[[ Supplied data, beginning ]]

#[cfg(test)]
mod tests {
    use super::*;
    use crate::parsetree::{BinOpToken, Expr as PExpr, File as PFile, IdentRef, Lit};

    fn file(decls: Vec<Decl>) -> PFile {
        PFile {
            package: None,
            imports: vec![],
            decls,
            node_id: 1,
        }
    }

    #[test]
    fn compiles_empty_package_to_one_conjunct_per_file() {
        let compiler = Compiler::new();
        let out = compiler
            .compile_package(&[file(vec![]), file(vec![])])
            .unwrap();
        assert_eq!(out.vertices.get(out.root).conjuncts.len(), 2);
    }

    #[test]
    fn predeclared_int_compiles_to_basic_type() {
        let mut compiler = Compiler::new();
        let expr = compiler
            .compile_expr(&PExpr::Ident(IdentRef {
                name: "int".into(),
                binder: None,
                pos: unify_core::Pos::NONE,
            }))
            .unwrap();
        assert!(matches!(expr.as_ref(), AdtExpr::Value(Value::BasicType(k)) if *k == Kind::INT));
    }

    #[test]
    fn unresolved_identifier_is_an_error() {
        let mut compiler = Compiler::new();
        let err = compiler.compile_expr(&PExpr::Ident(IdentRef {
            name: "nope".into(),
            binder: None,
            pos: unify_core::Pos::NONE,
        }));
        assert!(matches!(err, Err(CompileError::UnresolvedReference { .. })));
    }

    #[test]
    fn field_in_file_scope_resolves_with_up_count_zero() {
        let mut compiler = Compiler::new();
        compiler.scopes.push(1, ScopeKind::Fields);
        let expr = compiler
            .compile_expr(&PExpr::Ident(IdentRef {
                name: "x".into(),
                binder: Some(1),
                pos: unify_core::Pos::NONE,
            }))
            .unwrap();
        assert!(matches!(
            expr.as_ref(),
            AdtExpr::FieldReference { up_count: 0, .. }
        ));
    }

    #[test]
    fn unify_binary_compiles_to_unify_op() {
        let mut compiler = Compiler::new();
        let expr = compiler
            .compile_expr(&PExpr::Binary {
                op: BinOpToken::Unify,
                lhs: Box::new(PExpr::BasicLit(Lit::Int("1".into()))),
                rhs: Box::new(PExpr::BasicLit(Lit::Int("2".into()))),
                pos: unify_core::Pos::NONE,
            })
            .unwrap();
        assert!(expr.as_unify().is_some());
    }

    #[test]
    fn import_alias_resolves_to_import_reference() {
        use crate::parsetree::{ImportSpec, Label, LabelText};

        let compiler = Compiler::new();
        let file = PFile {
            package: None,
            imports: vec![ImportSpec {
                path: "strings".into(),
                alias: None,
                pos: unify_core::Pos::NONE,
                node_id: 2,
            }],
            decls: vec![Decl::Field {
                label: Label {
                    text: LabelText::Ident("x".into()),
                    is_definition: false,
                    is_hidden: false,
                    alias: None,
                    alias_node_id: None,
                    pos: unify_core::Pos::NONE,
                },
                optional: false,
                value: PExpr::Ident(IdentRef {
                    name: "strings".into(),
                    binder: Some(2),
                    pos: unify_core::Pos::NONE,
                }),
                pos: unify_core::Pos::NONE,
            }],
            node_id: 1,
        };
        let out = compiler.compile_package(&[file]).unwrap();
        let conjunct = &out.vertices.get(out.root).conjuncts[0];
        let AdtExpr::StructLit(lit) = conjunct.expr.as_ref() else {
            panic!("expected a struct literal conjunct");
        };
        let AdtDecl::Field { value, .. } = &lit.decls[0] else {
            panic!("expected a field decl");
        };
        assert!(matches!(value.as_ref(), AdtExpr::ImportReference { path } if path == "strings"));
    }
}
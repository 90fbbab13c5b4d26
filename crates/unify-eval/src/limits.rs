//! Evaluator resource limits (termination argument gets a hard
//! backstop here, the same way the teacher's VM caps total steps and call
//! depth rather than trusting proof-by-construction alone).

/// Caps on one evaluation. The algorithm is proven to terminate
/// on any finite configuration, but a malformed or adversarial input (e.g.
/// a compiler bug emitting a non-deduplicating conjunct stream) should fail
/// loudly instead of spinning forever.
#[derive(Clone, Copy, Debug)]
pub struct EvalLimits {
    /// Maximum `expandOne` iterations per vertex before giving up (the
    /// fixed-point loop).
    pub(crate) expand_iterations: u32,
    /// Maximum recursive `Unify` call depth ("the call stack is the
    /// only scheduler").
    pub(crate) recursion_limit: u32,
    /// Maximum alternatives considered across all disjunctions in one
    /// `tryDisjuncts` cross-product.
    pub(crate) disjunction_combinations: u32,
}

impl Default for EvalLimits {
    fn default() -> Self {
        Self {
            expand_iterations: 10_000,
            recursion_limit: 1_000,
            disjunction_combinations: 1_000_000,
        }
    }
}

impl EvalLimits {
    pub fn new() -> Self {
        Self::default()
    }

    pub fn expand_iterations(mut self, n: u32) -> Self {
        self.expand_iterations = n;
        self
    }

    pub fn recursion_limit(mut self, n: u32) -> Self {
        self.recursion_limit = n;
        self
    }

    pub fn disjunction_combinations(mut self, n: u32) -> Self {
        self.disjunction_combinations = n;
        self
    }

    pub fn get_expand_iterations(&self) -> u32 {
        self.expand_iterations
    }

    pub fn get_recursion_limit(&self) -> u32 {
        self.recursion_limit
    }

    pub fn get_disjunction_combinations(&self) -> u32 {
        self.disjunction_combinations
    }
}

[[ Supplied data, end ]]

■ Work order
Reproduce the data in full, precisely as given.

■ Answer for this exercise
#[cfg(test)]
mod tests {
    use super::*;
    use crate::parsetree::{BinOpToken, Expr as PExpr, File as PFile, IdentRef, Lit};

    fn file(decls: Vec<Decl>) -> PFile {
        PFile {
            package: None,
            imports: vec![],
            decls,
            node_id: 1,
        }
    }

    #[test]
    fn compiles_empty_package_to_one_conjunct_per_file() {
        let compiler = Compiler::new();
        let out = compiler
            .compile_package(&[file(vec![]), file(vec![])])
            .unwrap();
        assert_eq!(out.vertices.get(out.root).conjuncts.len(), 2);
    }

    #[test]
    fn predeclared_int_compiles_to_basic_type() {
        let mut compiler = Compiler::new();
        let expr = compiler
            .compile_expr(&PExpr::Ident(IdentRef {
                name: "int".into(),
                binder: None,
                pos: unify_core::Pos::NONE,
            }))
            .unwrap();
        assert!(matches!(expr.as_ref(), AdtExpr::Value(Value::BasicType(k)) if *k == Kind::INT));
    }

    #[test]
    fn unresolved_identifier_is_an_error() {
        let mut compiler = Compiler::new();
        let err = compiler.compile_expr(&PExpr::Ident(IdentRef {
            name: "nope".into(),
            binder: None,
            pos: unify_core::Pos::NONE,
        }));
        assert!(matches!(err, Err(CompileError::UnresolvedReference { .. })));
    }

    #[test]
    fn field_in_file_scope_resolves_with_up_count_zero() {
        let mut compiler = Compiler::new();
        compiler.scopes.push(1, ScopeKind::Fields);
        let expr = compiler
            .compile_expr(&PExpr::Ident(IdentRef {
                name: "x".into(),
                binder: Some(1),
                pos: unify_core::Pos::NONE,
            }))
            .unwrap();
        assert!(matches!(
            expr.as_ref(),
            AdtExpr::FieldReference { up_count: 0, .. }
        ));
    }

    #[test]
    fn unify_binary_compiles_to_unify_op() {
        let mut compiler = Compiler::new();
        let expr = compiler
            .compile_expr(&PExpr::Binary {
                op: BinOpToken::Unify,
                lhs: Box::new(PExpr::BasicLit(Lit::Int("1".into()))),
                rhs: Box::new(PExpr::BasicLit(Lit::Int("2".into()))),
                pos: unify_core::Pos::NONE,
            })
            .unwrap();
        assert!(expr.as_unify().is_some());
    }

    #[test]
    fn import_alias_resolves_to_import_reference() {
        use crate::parsetree::{ImportSpec, Label, LabelText};

        let compiler = Compiler::new();
        let file = PFile {
            package: None,
            imports: vec![ImportSpec {
                path: "strings".into(),
                alias: None,
                pos: unify_core::Pos::NONE,
                node_id: 2,
            }],
            decls: vec![Decl::Field {
                label: Label {
                    text: LabelText::Ident("x".into()),
                    is_definition: false,
                    is_hidden: false,
                    alias: None,
                    alias_node_id: None,
                    pos: unify_core::Pos::NONE,
                },
                optional: false,
                value: PExpr::Ident(IdentRef {
                    name: "strings".into(),
                    binder: Some(2),
                    pos: unify_core::Pos::NONE,
                }),
                pos: unify_core::Pos::NONE,
            }],
            node_id: 1,
        };
        let out = compiler.compile_package(&[file]).unwrap();
        let conjunct = &out.vertices.get(out.root).conjuncts[0];
        let AdtExpr::StructLit(lit) = conjunct.expr.as_ref() else {
            panic!("expected a struct literal conjunct");
        };
        let AdtDecl::Field { value, .. } = &lit.decls[0] else {
            panic!("expected a field decl");
        };
        assert!(matches!(value.as_ref(), AdtExpr::ImportReference { path } if path == "strings"));
    }
}
repository 90fbbab13c5b4d26
filename crates/unify-eval/src/limits.rs
//! Evaluator resource limits (termination argument gets a hard
//! backstop here, the same way the teacher's VM caps total steps and call
//! depth rather than trusting proof-by-construction alone).

/// Caps on one evaluation. The algorithm is proven to terminate
/// on any finite configuration, but a malformed or adversarial input (e.g.
/// a compiler bug emitting a non-deduplicating conjunct stream) should fail
/// loudly instead of spinning forever.
#[derive(Clone, Copy, Debug)]
pub struct EvalLimits {
    /// Maximum `expandOne` iterations per vertex before giving up (the
    /// fixed-point loop).
    pub(crate) expand_iterations: u32,
    /// Maximum recursive `Unify` call depth ("the call stack is the
    /// only scheduler").
    pub(crate) recursion_limit: u32,
    /// Maximum alternatives considered across all disjunctions in one
    /// `tryDisjuncts` cross-product.
    pub(crate) disjunction_combinations: u32,
}

impl Default for EvalLimits {
    fn default() -> Self {
        Self {
            expand_iterations: 10_000,
            recursion_limit: 1_000,
            disjunction_combinations: 1_000_000,
        }
    }
}

impl EvalLimits {
    pub fn new() -> Self {
        Self::default()
    }

    pub fn expand_iterations(mut self, n: u32) -> Self {
        self.expand_iterations = n;
        self
    }

    pub fn recursion_limit(mut self, n: u32) -> Self {
        self.recursion_limit = n;
        self
    }

    pub fn disjunction_combinations(mut self, n: u32) -> Self {
        self.disjunction_combinations = n;
        self
    }

    pub fn get_expand_iterations(&self) -> u32 {
        self.expand_iterations
    }

    pub fn get_recursion_limit(&self) -> u32 {
        self.recursion_limit
    }

    pub fn get_disjunction_combinations(&self) -> u32 {
        self.disjunction_combinations
    }
}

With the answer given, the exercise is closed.